Off and on for a while now, I have been playing around with a little library I am calling taco - for "task coroutines." After spending some time working on a Unity project and after reading through Charles Blooms many posts on the subject (e.g. Coroutine-centric Architecture), I decided to take a crack at creating a coroutine based task processing system in C++. It has gone through several false starts and rewrites as I tried to come up with a base that I felt was reasonable; I think at this point I am ready to start talking about it.

At the core of taco is a worker coroutine, instances of which are cooperatively scheduled across a set of system threads. Rather than make each task a full blown coroutine with its own execution context, wasteful for many of the types of tasks you might normally expect to execute in a game engine, taco switches between its own internal worker coroutines which are themselves executing a task processing loop. In this way, taco only needs to create and switch to new workers when a task being executed actually requires it (e.g. it waits on some event).

To the API user, fundamentally all they see are the functions Schedule and Switch along with a handful of synchronization objects. A most basic and silly example:

// ...
taco::Schedule([]() -> void {
	printf("Hello ");
	taco::Switch();
	printf("World\n");
});
// ...

The call to Schedule will push the function object in a queue of stealable tasks and eventually the current thread (or a thief), via some worker, will pop that task out of the queue. Once a worker grabs this task it will print out "Hello " and then call Switch. When this happens the task is effectively promoted to a full blown coroutine - internally, the current worker gets scheduled for future execution and then we invoke some other idle worker to continue executing any remaining tasks. If there are no remaining tasks then a worker will check and see if there are any other scheduled workers and invoke them. This means that the worker executing our "Hello World" task eventually gets invoked by some other worker and so we are able to execute our final line printing out "World\n". WIth the task complete our worker can move on to executing other tasks or yielding to other workers.
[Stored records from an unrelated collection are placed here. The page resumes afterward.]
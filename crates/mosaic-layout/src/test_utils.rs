//! Shared test utilities for mosaic-layout tests.
//!
//! Provides a [`TestDelegate`] backed by a list of [`TestSection`]s and
//! float comparison helpers.

use mosaic_types::{EdgeInsets, ItemIndex, Rect, Size};

use crate::delegate::{ContentDescriptor, MosaicDelegate};

pub const EPSILON: f64 = 1e-6;

pub fn approx_eq(a: f64, b: f64) -> bool {
    (a - b).abs() < EPSILON
}

pub fn approx_rect(a: Rect, b: Rect) -> bool {
    approx_eq(a.x, b.x)
        && approx_eq(a.y, b.y)
        && approx_eq(a.width, b.width)
        && approx_eq(a.height, b.height)
}

/// Builder-style description of one section.
#[derive(Debug, Clone)]
pub struct TestSection {
    pub items: usize,
    pub columns: usize,
    pub show_big: bool,
    pub row_height: f64,
    pub item_heights: Vec<f64>,
    pub inset: EdgeInsets,
    pub line_spacing: f64,
    pub interitem_spacing: f64,
    pub header: Size,
    pub footer: Size,
}

impl TestSection {
    /// A multi-column grid with 44pt rows and no spacing.
    pub fn grid(columns: usize, items: usize) -> Self {
        Self {
            items,
            columns,
            show_big: false,
            row_height: 44.0,
            item_heights: Vec::new(),
            inset: EdgeInsets::ZERO,
            line_spacing: 0.0,
            interitem_spacing: 0.0,
            header: Size::ZERO,
            footer: Size::ZERO,
        }
    }

    /// A single-column list with one item per height.
    pub fn list(heights: &[f64]) -> Self {
        Self {
            item_heights: heights.to_vec(),
            ..Self::grid(1, heights.len())
        }
    }

    pub fn big(mut self) -> Self {
        self.show_big = true;
        self
    }

    pub fn row_height(mut self, height: f64) -> Self {
        self.row_height = height;
        self
    }

    pub fn line(mut self, spacing: f64) -> Self {
        self.line_spacing = spacing;
        self
    }

    pub fn interitem(mut self, spacing: f64) -> Self {
        self.interitem_spacing = spacing;
        self
    }

    pub fn inset(mut self, inset: EdgeInsets) -> Self {
        self.inset = inset;
        self
    }

    pub fn header(mut self, width: f64, height: f64) -> Self {
        self.header = Size::new(width, height);
        self
    }

    pub fn footer(mut self, width: f64, height: f64) -> Self {
        self.footer = Size::new(width, height);
        self
    }
}

/// A delegate answering from a fixed list of sections.
#[derive(Debug, Clone)]
pub struct TestDelegate {
    pub sections: Vec<TestSection>,
}

impl TestDelegate {
    pub fn new(sections: Vec<TestSection>) -> Self {
        Self { sections }
    }

    /// Content descriptor matching the sections' item counts.
    pub fn content(&self, width: f64) -> ContentDescriptor {
        ContentDescriptor::new(
            width,
            self.sections.iter().map(|s| s.items).collect::<Vec<_>>(),
        )
    }

    fn section(&self, section: usize) -> &TestSection {
        &self.sections[section]
    }
}

impl MosaicDelegate for TestDelegate {
    fn number_of_columns(&self, section: usize) -> usize {
        self.section(section).columns
    }

    fn shows_big_item(&self, section: usize) -> bool {
        self.section(section).show_big
    }

    fn row_height(&self, section: usize) -> f64 {
        self.section(section).row_height
    }

    fn item_height(&self, index: ItemIndex) -> f64 {
        let section = self.section(index.section);
        section
            .item_heights
            .get(index.item)
            .copied()
            .unwrap_or(section.row_height)
    }

    fn section_inset(&self, section: usize) -> EdgeInsets {
        self.section(section).inset
    }

    fn line_spacing(&self, section: usize) -> f64 {
        self.section(section).line_spacing
    }

    fn interitem_spacing(&self, section: usize) -> f64 {
        self.section(section).interitem_spacing
    }

    fn header_size(&self, section: usize) -> Size {
        self.section(section).header
    }

    fn footer_size(&self, section: usize) -> Size {
        self.section(section).footer
    }
}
That is really the core of it - but we can build on that foundation and introduce some useful constructs. For example, you might have seen the proposal for an async/await facility in some future version of C++. I have coded up a simple future object in taco, using the publicly facing API, that provides similar functionality; it simply wraps the function call in a lambda that forwards the return value and signals an event, waking any other tasks that are waiting on the return value. Some example usage code:

unsigned fibonacci(unsigned n)
{
	if (n < 2) return 1;

	auto a = taco::Start(fibonacci, n - 1);
	auto b = taco::Start(fibonacci, n - 2);

	return a + b;
}

In this example both a and b have type taco::future<unsigned> and when we hit the return statement we end up switching away from the current worker until the values in a and b are ready.
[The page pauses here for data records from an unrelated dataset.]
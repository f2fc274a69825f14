//! Per-section parameters and vertical stacking of sections.
//!
//! A section's height is
//! `header + inset.top + grid + inset.bottom + footer`, and section `s`
//! starts where section `s - 1` ends. Header and footer heights always
//! count toward the height, even in an empty section that emits neither.

use mosaic_types::{EdgeInsets, ItemIndex, MosaicError, Result, Size};

use crate::delegate::{ContentDescriptor, MosaicDelegate};
use crate::placement;

/// Everything the engine needs to know about one section, gathered from
/// the delegate at the start of a pass and validated.
#[derive(Debug, Clone, PartialEq)]
pub struct SectionSpec {
    pub section: usize,
    pub item_count: usize,
    pub columns: usize,
    pub show_big: bool,
    /// Uniform row height; only meaningful with more than one column.
    pub row_height: f64,
    /// Per-item heights; only populated for single-column sections.
    pub item_heights: Vec<f64>,
    pub inset: EdgeInsets,
    pub line_spacing: f64,
    pub interitem_spacing: f64,
    pub header_size: Size,
    pub footer_size: Size,
    pub available_width: f64,
}

impl SectionSpec {
    /// Query the delegate for `section` and check the configuration.
    pub fn resolve<D: MosaicDelegate + ?Sized>(
        delegate: &D,
        content: &ContentDescriptor,
        section: usize,
    ) -> Result<Self> {
        let columns = delegate.number_of_columns(section);
        if columns == 0 {
            return Err(MosaicError::NoColumns { section });
        }

        let show_big = delegate.shows_big_item(section);
        if show_big && columns < 3 {
            return Err(MosaicError::BigItemNeedsThreeColumns { section, columns });
        }

        let available_width = content.available_width();
        let interitem_spacing = delegate.interitem_spacing(section);
        if columns > 1 {
            let spacing = (columns - 1) as f64 * interitem_spacing;
            if spacing > available_width {
                return Err(MosaicError::SpacingExceedsWidth {
                    section,
                    spacing,
                    available: available_width,
                });
            }
        }

        let item_count = content.item_count(section);
        let (row_height, item_heights) = if columns > 1 {
            (delegate.row_height(section), Vec::new())
        } else {
            let heights = (0..item_count)
                .map(|item| delegate.item_height(ItemIndex::new(section, item)))
                .collect();
            (0.0, heights)
        };

        Ok(Self {
            section,
            item_count,
            columns,
            show_big,
            row_height,
            item_heights,
            inset: delegate.section_inset(section),
            line_spacing: delegate.line_spacing(section),
            interitem_spacing,
            header_size: delegate.header_size(section),
            footer_size: delegate.footer_size(section),
            available_width,
        })
    }

    pub fn is_single_column(&self) -> bool {
        self.columns == 1
    }

    /// Height of the row `item` sits in (its own height in a single column).
    pub fn row_height_for(&self, item: usize) -> f64 {
        if self.is_single_column() {
            self.item_heights.get(item).copied().unwrap_or(0.0)
        } else {
            self.row_height
        }
    }

    /// Number of rows in the grid.
    pub fn rows(&self) -> usize {
        if self.is_single_column() {
            self.item_count
        } else {
            placement::row_count(self.columns, self.show_big, self.item_count)
        }
    }

    /// Height of the item grid, without insets, header or footer.
    pub fn grid_height(&self) -> f64 {
        let rows = self.rows();
        if rows == 0 {
            return 0.0;
        }
        let spacing = (rows - 1) as f64 * self.line_spacing;
        if self.is_single_column() {
            self.item_heights.iter().sum::<f64>() + spacing
        } else {
            rows as f64 * self.row_height + spacing
        }
    }

    /// Full height of the section including header, insets and footer.
    pub fn height(&self) -> f64 {
        self.header_size.height
            + self.inset.vertical()
            + self.grid_height()
            + self.footer_size.height
    }

    /// Distance from the top of the grid to the top of `row`.
    ///
    /// Single-column rows accumulate the heights of the items above them.
    pub fn row_offset(&self, row: usize) -> f64 {
        if self.is_single_column() {
            self.item_heights
                .iter()
                .take(row)
                .map(|h| h + self.line_spacing)
                .sum()
        } else {
            row as f64 * (self.row_height + self.line_spacing)
        }
    }
}

/// Vertical placement of one section within the content.
#[derive(Debug, Clone, Copy, PartialEq)]
pub struct SectionFrame {
    /// Offset of the section's header (its top edge).
    pub top: f64,
    pub height: f64,
    header_height: f64,
    inset_top: f64,
    footer_height: f64,
}

impl SectionFrame {
    pub fn header_y(&self) -> f64 {
        self.top
    }

    /// Offset where the item grid begins.
    pub fn content_y(&self) -> f64 {
        self.top + self.header_height + self.inset_top
    }

    /// Footers hug the bottom of their section.
    pub fn footer_y(&self) -> f64 {
        self.bottom() - self.footer_height
    }

    pub fn bottom(&self) -> f64 {
        self.top + self.height
    }
}

/// Stack sections top to bottom, returning one frame per section.
pub fn stack(specs: &[SectionSpec]) -> Vec<SectionFrame> {
    let mut top = 0.0;
    specs
        .iter()
        .map(|spec| {
            let frame = SectionFrame {
                top,
                height: spec.height(),
                header_height: spec.header_size.height,
                inset_top: spec.inset.top,
                footer_height: spec.footer_size.height,
            };
            top += frame.height;
            frame
        })
        .collect()
}

/// Total height of all stacked sections.
pub fn total_height(specs: &[SectionSpec]) -> f64 {
    specs.iter().map(SectionSpec::height).sum()
}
Similarly, I have put together some basic code to support generators. Using that we could write a fibonacci generator something like this:

auto fibonacci = taco::StartGenerator([]() -> unsigned {
	unsigned a = 0;
	unsigned b = 1;
	for (;;)
	{
		taco::YieldValue(b);
		unsigned tmp = a + b;
		a = b;
		b = tmp;
	}
});

In this example, fibonacci has type generator<unsigned> with methods read and completed, allowing us to keep reading values from a generator until we detect completion (if it terminates). As the code works now, a generator will yield a value and then will be suspended until that value is read (and it assumes a single reader); once the value is read, the generator is rescheduled so that we can generate the next value.

So that is more or less the high-level state of it right now. Check it out on github and feel free to point and laugh. No, really, I appreciate criticism/feedback. The code is definitely not production ready right now, but I plan to continue to hammer on it. In the short term I am working on some logging and profiling code, and then maybe I will add some OSX support (currently works on Windows and Linux, OSX should be trivial).